Where does the word "rerun" occur in the entries below? Copy every line that has it.

SUPPLIED MATERIAL START

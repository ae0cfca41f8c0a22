//! Exclusive access to the shared LED/display/buzzer surface.
//!
//! Whoever renders takes a [`SurfaceLease`]; while it lives, every other
//! task's `try_lease` fails and that task skips its tick. Dropping the
//! lease releases the surface on every exit path.
//!
//! Leasing never blocks: a contended caller gets `None` and retries on its
//! next poll.

use core::cell::UnsafeCell;
use core::ops::{Deref, DerefMut};
use core::sync::atomic::{AtomicBool, Ordering};

use crate::hal::Panel;

/// Panel behind an exclusive lease.
pub struct Surface<P> {
    leased: AtomicBool,
    panel: UnsafeCell<P>,
}

// SAFETY: the panel is only reachable through a SurfaceLease, and at most
// one lease exists at a time (guarded by the compare_exchange on `leased`).
unsafe impl<P: Send> Sync for Surface<P> {}

impl<P: Panel> Surface<P> {
    pub const fn new(panel: P) -> Self {
        Self {
            leased: AtomicBool::new(false),
            panel: UnsafeCell::new(panel),
        }
    }

    /// Take exclusive rights, or `None` if someone else holds them.
    #[inline]
    pub fn try_lease(&self) -> Option<SurfaceLease<'_, P>> {
        self.leased
            .compare_exchange(false, true, Ordering::Acquire, Ordering::Relaxed)
            .ok()
            .map(|_| SurfaceLease { surface: self })
    }

    /// True while a lease is outstanding.
    #[inline]
    pub fn is_leased(&self) -> bool {
        self.leased.load(Ordering::Acquire)
    }

    /// Recover the panel.
    pub fn into_inner(self) -> P {
        self.panel.into_inner()
    }
}

/// Scoped exclusive access to the panel.
pub struct SurfaceLease<'a, P> {
    surface: &'a Surface<P>,
}

impl<P> Deref for SurfaceLease<'_, P> {
    type Target = P;

    fn deref(&self) -> &P {
        // SAFETY: this lease is the only live access path.
        unsafe { &*self.surface.panel.get() }
    }
}

impl<P> DerefMut for SurfaceLease<'_, P> {
    fn deref_mut(&mut self) -> &mut P {
        // SAFETY: this lease is the only live access path.
        unsafe { &mut *self.surface.panel.get() }
    }
}

impl<P> Drop for SurfaceLease<'_, P> {
    fn drop(&mut self) {
        self.surface.leased.store(false, Ordering::Release);
    }
}
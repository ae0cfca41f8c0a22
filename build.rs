// MorseGestureLink - Build Script
//
// Propagates the ESP-IDF environment and stamps the build version.

use std::process::Command;

fn main() {
    // ESP-IDF environment setup (MUST be first!)
    if std::env::var("CARGO_CFG_TARGET_OS").as_deref() == Ok("espidf") {
        embuild::espidf::sysenv::output();
    }

    // Get git version info
    let version = env!("CARGO_PKG_VERSION");
    let git_hash = Command::new("git")
        .args(["rev-parse", "--short", "HEAD"])
        .output()
        .ok()
        .filter(|o| o.status.success())
        .and_then(|o| String::from_utf8(o.stdout).ok())
        .map(|s| s.trim().to_string())
        .filter(|s| !s.is_empty())
        .unwrap_or_else(|| "unknown".to_string());

    println!("cargo:rustc-env=GIT_HASH={}", git_hash);
    println!("cargo:rustc-env=VERSION_STRING=MorseGestureLink v{}-g{}", version, git_hash);

    // Rebuild if git HEAD changes
    println!("cargo:rerun-if-changed=.git/HEAD");
    println!("cargo:rerun-if-changed=build.rs");
}
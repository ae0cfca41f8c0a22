//! Output coordinator.
//!
//! Polls the mode register at a fixed cadence and, for each
//! render-eligible mode, performs one blocking render followed by the
//! forward transition:
//!
//! ```text
//! MessageReceived ──render Morse──▶ ReadyToPrint
//! ReadyToPrint    ──show text─────▶ Printed
//! Printed         ──cooldown──────▶ Waiting
//! Sent            ──melody────────▶ (cooldown) ──▶ Waiting
//! ```
//!
//! Renders hold the surface lease for their whole duration and cannot be
//! cancelled. A button abort that lands mid-render wins: forward
//! transitions use `ModeRegister::advance`, which refuses a stale mode.

use core::sync::atomic::Ordering;

use embedded_hal::delay::DelayNs;

use crate::device::{DeviceState, MESSAGE_CAPACITY};
use crate::fault::FaultCode;
use crate::hal::Panel;
use crate::link::{send, LinkTx, SENTINEL, TERMINATOR};
use crate::melody::{self, Melody, NOTE_GAP_MS};
use crate::mode::{Event, Mode};
use crate::morse::{encode, Timing};
use crate::surface::Surface;

/// Totals from one Morse render.
#[derive(Debug, Clone, Copy, Default, PartialEq, Eq)]
pub struct RenderStats {
    pub pulses: u32,
    pub tones: u32,
    pub units: u32,
}

/// Play `text` as Morse on buzzer, LED and display.
///
/// Each glyph-bearing pulse replaces the display content with that glyph.
/// Blocks for the full duration.
pub fn render_morse<P, D>(text: &[u8], timing: &Timing, panel: &mut P, delay: &mut D) -> RenderStats
where
    P: Panel + ?Sized,
    D: DelayNs,
{
    let mut stats = RenderStats::default();

    for pulse in encode(text) {
        if let Some(glyph) = pulse.symbol.glyph() {
            let buf = [glyph];
            panel.clear_surface();
            panel.write_glyph(core::str::from_utf8(&buf).unwrap_or("?"));
        }

        let ms = timing.ms(pulse.units);
        if pulse.tone {
            panel.set_indicator(true);
            panel.play_tone(timing.tone_hz, ms);
            panel.set_indicator(false);
            stats.tones += 1;
        } else {
            delay.delay_ms(ms);
        }

        stats.pulses += 1;
        stats.units += pulse.units;
    }

    stats
}

/// Play a melody table on the buzzer.
pub fn play_melody<P, D>(melody: &Melody, panel: &mut P, delay: &mut D)
where
    P: Panel + ?Sized,
    D: DelayNs,
{
    for (hz, ms) in melody.steps() {
        if hz == 0 {
            delay.delay_ms(ms);
        } else {
            panel.play_tone(hz, ms);
        }
        delay.delay_ms(NOTE_GAP_MS);
    }
}

/// The playback task.
pub struct OutputCoordinator<'a> {
    device: &'a DeviceState,
    message: [u8; MESSAGE_CAPACITY],
    len: usize,
    /// Mode whose cooldown is running, and when it ends.
    cooldown: Option<(Mode, u64)>,
}

impl<'a> OutputCoordinator<'a> {
    pub fn new(device: &'a DeviceState) -> Self {
        Self {
            device,
            message: [0u8; MESSAGE_CAPACITY],
            len: 0,
            cooldown: None,
        }
    }

    /// Last message taken from the mailbox.
    pub fn message(&self) -> &[u8] {
        &self.message[..self.len]
    }

    /// Run one poll cycle.
    ///
    /// Returns the mode this cycle transitioned to, if any.
    pub fn poll<P, L, D>(
        &mut self,
        now_ms: u64,
        surface: &Surface<P>,
        link: &L,
        delay: &mut D,
    ) -> Option<Mode>
    where
        P: Panel,
        L: LinkTx,
        D: DelayNs,
    {
        let device = self.device;

        let raw = device.mode.read_raw();
        let mode = match Mode::try_from_u8(raw) {
            Some(mode) => mode,
            None => {
                device.faults.record(FaultCode::UnknownMode, raw as u32);
                crate::diag_error!(device.log, now_ms, "unknown mode {}, resetting", raw);
                device.mode.write(Mode::Waiting);
                return Some(Mode::Waiting);
            }
        };

        if let Some((cooling, _)) = self.cooldown {
            if cooling != mode {
                self.cooldown = None;
            }
        }

        let next = match mode {
            Mode::Waiting => self.recover_pending(),
            Mode::Collecting => None,
            Mode::MessageReceived => self.play_message(now_ms, surface, delay),
            Mode::ReadyToPrint => self.show_message(surface, delay),
            Mode::Printed => self.cool_down(now_ms, Mode::Printed, link),
            Mode::Sent => self.finish_send(now_ms, surface, link, delay),
        };

        if let Some(next) = next {
            crate::diag_info!(device.log, now_ms, "mode {} -> {}", mode, next);
        }
        next
    }

    /// A line that landed between the post-render check and the forward
    /// transition is still flagged; pick it up.
    fn recover_pending(&mut self) -> Option<Mode> {
        if self.device.pending.is_pending() {
            self.device.mode.advance(Mode::Waiting, Event::LineReceived).ok()
        } else {
            None
        }
    }

    fn play_message<P: Panel, D: DelayNs>(
        &mut self,
        now_ms: u64,
        surface: &Surface<P>,
        delay: &mut D,
    ) -> Option<Mode> {
        let device = self.device;
        let mut panel = surface.try_lease()?;

        match device.pending.take(&mut self.message) {
            Some(len) => self.len = len,
            None if device.pending.is_pending() => return None,
            None => {
                crate::diag_warn!(device.log, now_ms, "received mode without message");
                self.len = 0;
            }
        }

        let timing = device.config.timing();
        let stats = render_morse(self.message(), &timing, &mut *panel, delay);
        drop(panel);

        crate::diag_debug!(
            device.log,
            now_ms,
            "played {} pulses, {} units",
            stats.pulses,
            stats.units
        );

        // A newer line is waiting: stay and play it next poll
        if device.pending.is_pending() {
            return None;
        }
        device.mode.advance(Mode::MessageReceived, Event::Rendered).ok()
    }

    fn show_message<P: Panel, D: DelayNs>(
        &mut self,
        surface: &Surface<P>,
        delay: &mut D,
    ) -> Option<Mode> {
        let mut panel = surface.try_lease()?;

        let text = self.message();
        let end = text
            .iter()
            .position(|&b| b == TERMINATOR || b == b'\r')
            .unwrap_or(text.len());

        panel.clear_surface();
        panel.write_glyph(printable(&text[..end]));
        play_melody(&melody::RECEIVED, &mut *panel, delay);
        drop(panel);

        self.device.mode.advance(Mode::ReadyToPrint, Event::Printed).ok()
    }

    fn finish_send<P, L, D>(
        &mut self,
        now_ms: u64,
        surface: &Surface<P>,
        link: &L,
        delay: &mut D,
    ) -> Option<Mode>
    where
        P: Panel,
        L: LinkTx,
        D: DelayNs,
    {
        if self.cooldown.is_none() {
            let mut panel = surface.try_lease()?;
            panel.clear_surface();
            panel.write_glyph("SENT");
            play_melody(&melody::SENT, &mut *panel, delay);
        }
        self.cool_down(now_ms, Mode::Sent, link)
    }

    /// First call emits the sentinel and arms the timer; later calls
    /// advance once it expires.
    fn cool_down<L: LinkTx>(&mut self, now_ms: u64, mode: Mode, link: &L) -> Option<Mode> {
        let device = self.device;

        match self.cooldown {
            None => {
                send(link, SENTINEL, device);
                let ms = device.config.cooldown_ms.load(Ordering::Relaxed) as u64;
                self.cooldown = Some((mode, now_ms + ms));
                None
            }
            Some((_, until)) if now_ms >= until => {
                self.cooldown = None;
                device.mode.advance(mode, Event::CooldownElapsed).ok()
            }
            Some(_) => None,
        }
    }
}

/// Longest valid UTF-8 prefix.
fn printable(bytes: &[u8]) -> &str {
    match core::str::from_utf8(bytes) {
        Ok(s) => s,
        Err(e) => core::str::from_utf8(&bytes[..e.valid_up_to()]).unwrap_or(""),
    }
}

#[cfg(test)]
mod tests {
    use super::*;

    #[test]
    fn test_printable_cuts_invalid_tail() {
        assert_eq!(printable(b"abc"), "abc");
        assert_eq!(printable(&[b'o', b'k', 0xFF, b'x']), "ok");
    }
}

SUPPLIED MATERIAL END

• **SOLUTION**:
    println!("cargo:rerun-if-changed=.git/HEAD");
    println!("cargo:rerun-if-changed=build.rs");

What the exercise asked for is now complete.